■ **To do**
Where the line with "repository a8c1d4b78aa9a20c" appears below, start writing out lines exactly, and finish with the line with "use tracing::info;", which is included; write out nothing else.

■ **The data**
::::::
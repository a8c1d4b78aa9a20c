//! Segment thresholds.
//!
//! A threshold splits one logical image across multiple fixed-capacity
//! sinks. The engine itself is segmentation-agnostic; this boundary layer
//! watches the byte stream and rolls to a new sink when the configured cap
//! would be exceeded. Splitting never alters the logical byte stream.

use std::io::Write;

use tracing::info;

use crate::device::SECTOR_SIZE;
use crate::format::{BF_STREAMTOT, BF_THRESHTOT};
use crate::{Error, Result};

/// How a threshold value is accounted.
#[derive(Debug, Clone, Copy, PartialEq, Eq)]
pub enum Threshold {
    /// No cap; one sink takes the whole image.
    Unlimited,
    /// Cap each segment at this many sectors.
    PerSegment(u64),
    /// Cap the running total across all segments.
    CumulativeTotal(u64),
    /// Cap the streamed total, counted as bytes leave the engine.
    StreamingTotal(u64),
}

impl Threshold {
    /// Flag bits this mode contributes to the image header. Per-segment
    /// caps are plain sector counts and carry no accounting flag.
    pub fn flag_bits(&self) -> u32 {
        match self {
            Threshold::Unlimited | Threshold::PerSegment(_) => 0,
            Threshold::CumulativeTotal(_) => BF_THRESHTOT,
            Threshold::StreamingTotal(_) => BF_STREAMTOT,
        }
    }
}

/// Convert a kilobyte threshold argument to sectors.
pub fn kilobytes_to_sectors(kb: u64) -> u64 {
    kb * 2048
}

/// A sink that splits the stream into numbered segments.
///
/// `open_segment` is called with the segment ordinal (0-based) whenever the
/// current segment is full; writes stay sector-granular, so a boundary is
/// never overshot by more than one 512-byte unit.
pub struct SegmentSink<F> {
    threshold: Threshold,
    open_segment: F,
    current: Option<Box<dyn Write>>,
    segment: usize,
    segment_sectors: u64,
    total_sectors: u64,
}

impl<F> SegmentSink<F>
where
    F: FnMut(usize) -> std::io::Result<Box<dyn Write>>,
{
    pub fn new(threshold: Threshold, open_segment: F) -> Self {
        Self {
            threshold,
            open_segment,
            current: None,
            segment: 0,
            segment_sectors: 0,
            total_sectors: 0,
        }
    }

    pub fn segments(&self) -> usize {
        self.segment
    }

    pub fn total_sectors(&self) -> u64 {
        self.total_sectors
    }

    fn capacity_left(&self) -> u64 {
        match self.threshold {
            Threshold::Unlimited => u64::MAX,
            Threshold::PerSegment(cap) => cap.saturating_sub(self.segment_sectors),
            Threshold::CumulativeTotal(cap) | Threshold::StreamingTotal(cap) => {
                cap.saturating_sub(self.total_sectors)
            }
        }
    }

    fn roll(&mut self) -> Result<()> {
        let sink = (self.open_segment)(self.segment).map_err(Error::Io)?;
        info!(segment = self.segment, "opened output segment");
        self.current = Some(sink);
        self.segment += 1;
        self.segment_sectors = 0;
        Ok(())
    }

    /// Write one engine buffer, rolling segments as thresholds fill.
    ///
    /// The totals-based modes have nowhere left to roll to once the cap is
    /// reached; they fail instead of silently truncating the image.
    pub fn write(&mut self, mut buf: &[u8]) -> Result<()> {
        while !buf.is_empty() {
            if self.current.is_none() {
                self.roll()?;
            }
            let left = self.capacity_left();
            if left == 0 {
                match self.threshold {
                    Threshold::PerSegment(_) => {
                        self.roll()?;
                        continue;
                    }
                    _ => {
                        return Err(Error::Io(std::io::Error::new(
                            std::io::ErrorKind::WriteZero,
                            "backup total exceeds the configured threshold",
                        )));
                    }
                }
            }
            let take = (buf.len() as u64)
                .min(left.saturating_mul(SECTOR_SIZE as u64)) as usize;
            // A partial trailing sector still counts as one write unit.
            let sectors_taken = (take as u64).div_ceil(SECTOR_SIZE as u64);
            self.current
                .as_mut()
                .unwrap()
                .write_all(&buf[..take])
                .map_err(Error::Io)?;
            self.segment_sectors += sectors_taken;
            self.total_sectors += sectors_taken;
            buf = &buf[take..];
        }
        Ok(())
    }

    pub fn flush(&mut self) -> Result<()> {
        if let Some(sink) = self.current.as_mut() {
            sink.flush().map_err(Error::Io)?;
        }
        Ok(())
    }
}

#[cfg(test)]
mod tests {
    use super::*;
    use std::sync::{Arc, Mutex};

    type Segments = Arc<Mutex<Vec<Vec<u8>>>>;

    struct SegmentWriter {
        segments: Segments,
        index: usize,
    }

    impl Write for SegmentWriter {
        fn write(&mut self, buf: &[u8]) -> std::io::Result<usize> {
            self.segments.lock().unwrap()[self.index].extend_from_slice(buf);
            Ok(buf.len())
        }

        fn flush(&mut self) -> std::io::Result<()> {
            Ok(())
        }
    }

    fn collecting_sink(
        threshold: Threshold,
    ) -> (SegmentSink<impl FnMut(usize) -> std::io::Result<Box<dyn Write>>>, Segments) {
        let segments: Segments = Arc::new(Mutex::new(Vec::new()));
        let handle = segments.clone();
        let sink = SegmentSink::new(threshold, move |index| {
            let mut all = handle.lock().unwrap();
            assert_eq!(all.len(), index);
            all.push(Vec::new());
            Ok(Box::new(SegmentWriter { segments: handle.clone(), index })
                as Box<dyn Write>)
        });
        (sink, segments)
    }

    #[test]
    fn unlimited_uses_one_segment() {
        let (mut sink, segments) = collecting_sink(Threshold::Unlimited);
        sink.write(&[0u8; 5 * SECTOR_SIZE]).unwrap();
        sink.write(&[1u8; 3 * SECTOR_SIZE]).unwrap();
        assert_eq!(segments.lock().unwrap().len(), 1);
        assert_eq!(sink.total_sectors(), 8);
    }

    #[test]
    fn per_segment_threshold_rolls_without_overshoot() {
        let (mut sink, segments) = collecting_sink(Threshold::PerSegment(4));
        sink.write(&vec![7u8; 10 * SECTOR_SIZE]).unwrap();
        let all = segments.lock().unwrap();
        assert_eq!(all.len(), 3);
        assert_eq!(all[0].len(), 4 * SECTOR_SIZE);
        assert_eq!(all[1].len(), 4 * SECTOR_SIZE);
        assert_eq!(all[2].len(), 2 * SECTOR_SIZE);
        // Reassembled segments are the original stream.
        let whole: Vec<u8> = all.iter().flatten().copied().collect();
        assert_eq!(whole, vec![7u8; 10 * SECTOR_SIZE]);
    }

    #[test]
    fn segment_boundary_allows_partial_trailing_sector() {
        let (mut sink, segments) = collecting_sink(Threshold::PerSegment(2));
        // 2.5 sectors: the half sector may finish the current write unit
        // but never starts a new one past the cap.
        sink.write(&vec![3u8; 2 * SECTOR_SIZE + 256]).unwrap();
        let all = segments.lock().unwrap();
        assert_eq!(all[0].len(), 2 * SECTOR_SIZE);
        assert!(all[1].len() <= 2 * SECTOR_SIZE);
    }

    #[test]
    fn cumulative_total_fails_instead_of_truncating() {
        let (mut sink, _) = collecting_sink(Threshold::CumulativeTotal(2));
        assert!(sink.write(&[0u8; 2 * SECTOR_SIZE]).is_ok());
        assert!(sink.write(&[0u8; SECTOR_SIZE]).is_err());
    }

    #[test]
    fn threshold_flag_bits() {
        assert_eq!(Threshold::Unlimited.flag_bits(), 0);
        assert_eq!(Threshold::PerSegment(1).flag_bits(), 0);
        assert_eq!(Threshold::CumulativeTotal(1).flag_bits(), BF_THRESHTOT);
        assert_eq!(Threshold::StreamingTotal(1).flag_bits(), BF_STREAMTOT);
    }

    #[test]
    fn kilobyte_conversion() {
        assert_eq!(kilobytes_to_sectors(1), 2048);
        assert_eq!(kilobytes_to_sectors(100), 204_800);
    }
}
::::::
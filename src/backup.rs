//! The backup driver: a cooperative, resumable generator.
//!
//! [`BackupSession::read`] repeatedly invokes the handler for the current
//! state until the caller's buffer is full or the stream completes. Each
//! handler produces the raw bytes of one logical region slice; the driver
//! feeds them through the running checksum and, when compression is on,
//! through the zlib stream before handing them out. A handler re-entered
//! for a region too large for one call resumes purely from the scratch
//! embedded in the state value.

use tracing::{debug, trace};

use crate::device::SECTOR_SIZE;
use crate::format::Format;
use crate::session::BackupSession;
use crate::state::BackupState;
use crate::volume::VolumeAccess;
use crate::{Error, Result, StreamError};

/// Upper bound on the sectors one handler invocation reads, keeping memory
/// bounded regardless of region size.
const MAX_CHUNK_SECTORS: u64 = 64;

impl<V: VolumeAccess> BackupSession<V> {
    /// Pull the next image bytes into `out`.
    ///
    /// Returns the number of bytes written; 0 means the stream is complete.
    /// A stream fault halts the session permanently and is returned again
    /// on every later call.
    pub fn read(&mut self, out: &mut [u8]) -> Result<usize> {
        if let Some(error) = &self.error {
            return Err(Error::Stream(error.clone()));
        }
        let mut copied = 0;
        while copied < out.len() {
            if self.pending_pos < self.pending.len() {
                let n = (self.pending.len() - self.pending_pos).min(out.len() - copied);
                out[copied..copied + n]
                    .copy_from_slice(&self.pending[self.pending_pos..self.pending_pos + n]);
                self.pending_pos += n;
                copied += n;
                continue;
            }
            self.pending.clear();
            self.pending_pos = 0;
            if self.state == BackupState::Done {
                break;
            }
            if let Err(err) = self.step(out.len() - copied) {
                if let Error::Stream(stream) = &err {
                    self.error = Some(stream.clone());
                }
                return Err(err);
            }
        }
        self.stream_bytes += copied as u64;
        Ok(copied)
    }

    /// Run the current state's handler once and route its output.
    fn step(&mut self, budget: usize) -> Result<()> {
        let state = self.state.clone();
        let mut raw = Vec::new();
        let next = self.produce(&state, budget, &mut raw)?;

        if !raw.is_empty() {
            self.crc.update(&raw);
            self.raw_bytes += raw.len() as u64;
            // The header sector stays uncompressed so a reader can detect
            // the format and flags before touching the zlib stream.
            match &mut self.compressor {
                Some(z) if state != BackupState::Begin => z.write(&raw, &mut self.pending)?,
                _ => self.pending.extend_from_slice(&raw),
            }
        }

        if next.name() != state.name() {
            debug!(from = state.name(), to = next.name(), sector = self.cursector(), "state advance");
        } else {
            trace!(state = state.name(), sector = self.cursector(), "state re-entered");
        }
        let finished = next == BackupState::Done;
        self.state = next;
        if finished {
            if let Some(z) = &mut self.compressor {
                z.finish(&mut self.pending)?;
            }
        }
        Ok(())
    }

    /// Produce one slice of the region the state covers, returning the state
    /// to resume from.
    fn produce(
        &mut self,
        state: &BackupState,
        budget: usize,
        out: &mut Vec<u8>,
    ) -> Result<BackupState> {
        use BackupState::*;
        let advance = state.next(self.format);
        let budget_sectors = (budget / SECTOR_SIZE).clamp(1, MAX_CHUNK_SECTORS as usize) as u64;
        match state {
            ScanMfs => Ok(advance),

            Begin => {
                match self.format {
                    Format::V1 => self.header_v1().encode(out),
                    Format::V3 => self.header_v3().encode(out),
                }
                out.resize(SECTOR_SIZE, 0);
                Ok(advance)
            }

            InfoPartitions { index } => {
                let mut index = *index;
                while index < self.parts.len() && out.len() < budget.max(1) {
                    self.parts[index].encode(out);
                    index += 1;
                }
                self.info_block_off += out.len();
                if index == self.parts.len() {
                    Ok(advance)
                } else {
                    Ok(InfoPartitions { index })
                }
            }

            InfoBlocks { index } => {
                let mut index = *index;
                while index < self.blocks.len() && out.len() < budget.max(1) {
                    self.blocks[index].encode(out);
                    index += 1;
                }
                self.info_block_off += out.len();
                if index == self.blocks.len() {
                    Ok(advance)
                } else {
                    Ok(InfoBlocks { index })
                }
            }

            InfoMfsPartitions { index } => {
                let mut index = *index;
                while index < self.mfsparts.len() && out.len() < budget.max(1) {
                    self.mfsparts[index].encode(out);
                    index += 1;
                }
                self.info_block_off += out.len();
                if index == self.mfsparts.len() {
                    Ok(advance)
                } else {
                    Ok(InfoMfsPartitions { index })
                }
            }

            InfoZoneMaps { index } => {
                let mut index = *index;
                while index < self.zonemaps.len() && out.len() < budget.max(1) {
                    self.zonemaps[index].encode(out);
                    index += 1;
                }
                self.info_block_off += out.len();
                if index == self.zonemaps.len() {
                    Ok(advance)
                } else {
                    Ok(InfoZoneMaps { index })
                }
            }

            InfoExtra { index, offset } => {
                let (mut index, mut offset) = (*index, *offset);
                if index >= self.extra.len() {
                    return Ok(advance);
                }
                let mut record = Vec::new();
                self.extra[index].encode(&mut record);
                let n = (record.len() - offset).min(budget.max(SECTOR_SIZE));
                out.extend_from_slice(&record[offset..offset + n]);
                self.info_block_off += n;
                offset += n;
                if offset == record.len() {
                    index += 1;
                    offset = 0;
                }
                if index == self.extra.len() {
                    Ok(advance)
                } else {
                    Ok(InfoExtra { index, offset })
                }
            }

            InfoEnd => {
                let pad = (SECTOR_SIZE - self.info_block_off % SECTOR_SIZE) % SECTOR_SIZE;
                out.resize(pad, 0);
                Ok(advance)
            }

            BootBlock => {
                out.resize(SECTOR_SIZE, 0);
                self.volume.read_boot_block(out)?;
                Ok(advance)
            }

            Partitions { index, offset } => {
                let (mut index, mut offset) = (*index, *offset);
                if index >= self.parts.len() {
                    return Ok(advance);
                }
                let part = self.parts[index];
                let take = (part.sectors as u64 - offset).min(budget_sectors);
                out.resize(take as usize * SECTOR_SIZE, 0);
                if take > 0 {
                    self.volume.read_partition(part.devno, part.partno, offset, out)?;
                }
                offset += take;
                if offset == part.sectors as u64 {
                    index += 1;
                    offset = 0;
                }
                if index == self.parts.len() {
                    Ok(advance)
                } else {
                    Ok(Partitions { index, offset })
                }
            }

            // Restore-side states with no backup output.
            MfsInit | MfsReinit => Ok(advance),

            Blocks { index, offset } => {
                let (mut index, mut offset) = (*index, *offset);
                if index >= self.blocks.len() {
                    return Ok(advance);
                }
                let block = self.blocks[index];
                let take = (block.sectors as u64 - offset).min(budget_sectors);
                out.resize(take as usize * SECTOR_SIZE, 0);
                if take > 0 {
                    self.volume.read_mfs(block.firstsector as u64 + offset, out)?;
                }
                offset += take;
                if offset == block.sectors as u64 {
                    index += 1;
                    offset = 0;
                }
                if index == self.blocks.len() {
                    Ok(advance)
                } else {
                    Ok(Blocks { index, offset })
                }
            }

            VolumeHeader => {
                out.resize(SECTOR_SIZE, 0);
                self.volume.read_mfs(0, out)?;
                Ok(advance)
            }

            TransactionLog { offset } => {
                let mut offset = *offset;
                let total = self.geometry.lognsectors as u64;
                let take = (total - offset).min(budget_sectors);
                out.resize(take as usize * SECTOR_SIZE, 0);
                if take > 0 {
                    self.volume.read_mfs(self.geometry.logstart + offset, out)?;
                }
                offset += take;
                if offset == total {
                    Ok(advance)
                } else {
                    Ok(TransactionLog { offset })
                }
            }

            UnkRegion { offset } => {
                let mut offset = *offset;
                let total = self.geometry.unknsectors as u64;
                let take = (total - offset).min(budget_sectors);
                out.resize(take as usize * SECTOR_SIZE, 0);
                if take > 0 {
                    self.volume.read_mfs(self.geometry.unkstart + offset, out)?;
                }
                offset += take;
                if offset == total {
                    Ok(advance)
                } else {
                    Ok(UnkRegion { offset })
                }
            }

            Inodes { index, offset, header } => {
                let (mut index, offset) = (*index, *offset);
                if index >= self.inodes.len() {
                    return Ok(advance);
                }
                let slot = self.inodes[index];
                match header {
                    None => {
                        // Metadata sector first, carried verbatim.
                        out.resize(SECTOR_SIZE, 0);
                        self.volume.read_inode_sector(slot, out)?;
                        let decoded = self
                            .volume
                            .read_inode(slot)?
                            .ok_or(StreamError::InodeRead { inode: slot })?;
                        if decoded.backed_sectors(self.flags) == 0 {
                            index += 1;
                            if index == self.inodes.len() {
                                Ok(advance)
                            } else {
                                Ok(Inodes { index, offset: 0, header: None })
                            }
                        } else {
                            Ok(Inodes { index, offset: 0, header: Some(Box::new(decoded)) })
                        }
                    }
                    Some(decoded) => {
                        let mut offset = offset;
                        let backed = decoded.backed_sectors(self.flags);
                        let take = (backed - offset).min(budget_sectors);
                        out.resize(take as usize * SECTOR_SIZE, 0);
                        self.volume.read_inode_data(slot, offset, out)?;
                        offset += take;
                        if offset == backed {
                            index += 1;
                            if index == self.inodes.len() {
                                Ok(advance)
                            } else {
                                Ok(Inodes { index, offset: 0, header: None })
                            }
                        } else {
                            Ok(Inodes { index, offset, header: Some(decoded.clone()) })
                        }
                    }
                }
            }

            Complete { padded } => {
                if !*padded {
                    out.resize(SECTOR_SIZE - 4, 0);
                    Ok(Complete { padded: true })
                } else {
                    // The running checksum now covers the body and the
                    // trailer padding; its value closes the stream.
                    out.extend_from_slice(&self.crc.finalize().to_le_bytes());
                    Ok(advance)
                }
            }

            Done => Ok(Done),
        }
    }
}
::::::
■ **Task answer**
repository a8c1d4b78aa9a20c
//! Segment thresholds.
//!
//! A threshold splits one logical image across multiple fixed-capacity
//! sinks. The engine itself is segmentation-agnostic; this boundary layer
//! watches the byte stream and rolls to a new sink when the configured cap
//! would be exceeded. Splitting never alters the logical byte stream.

use std::io::Write;

use tracing::info;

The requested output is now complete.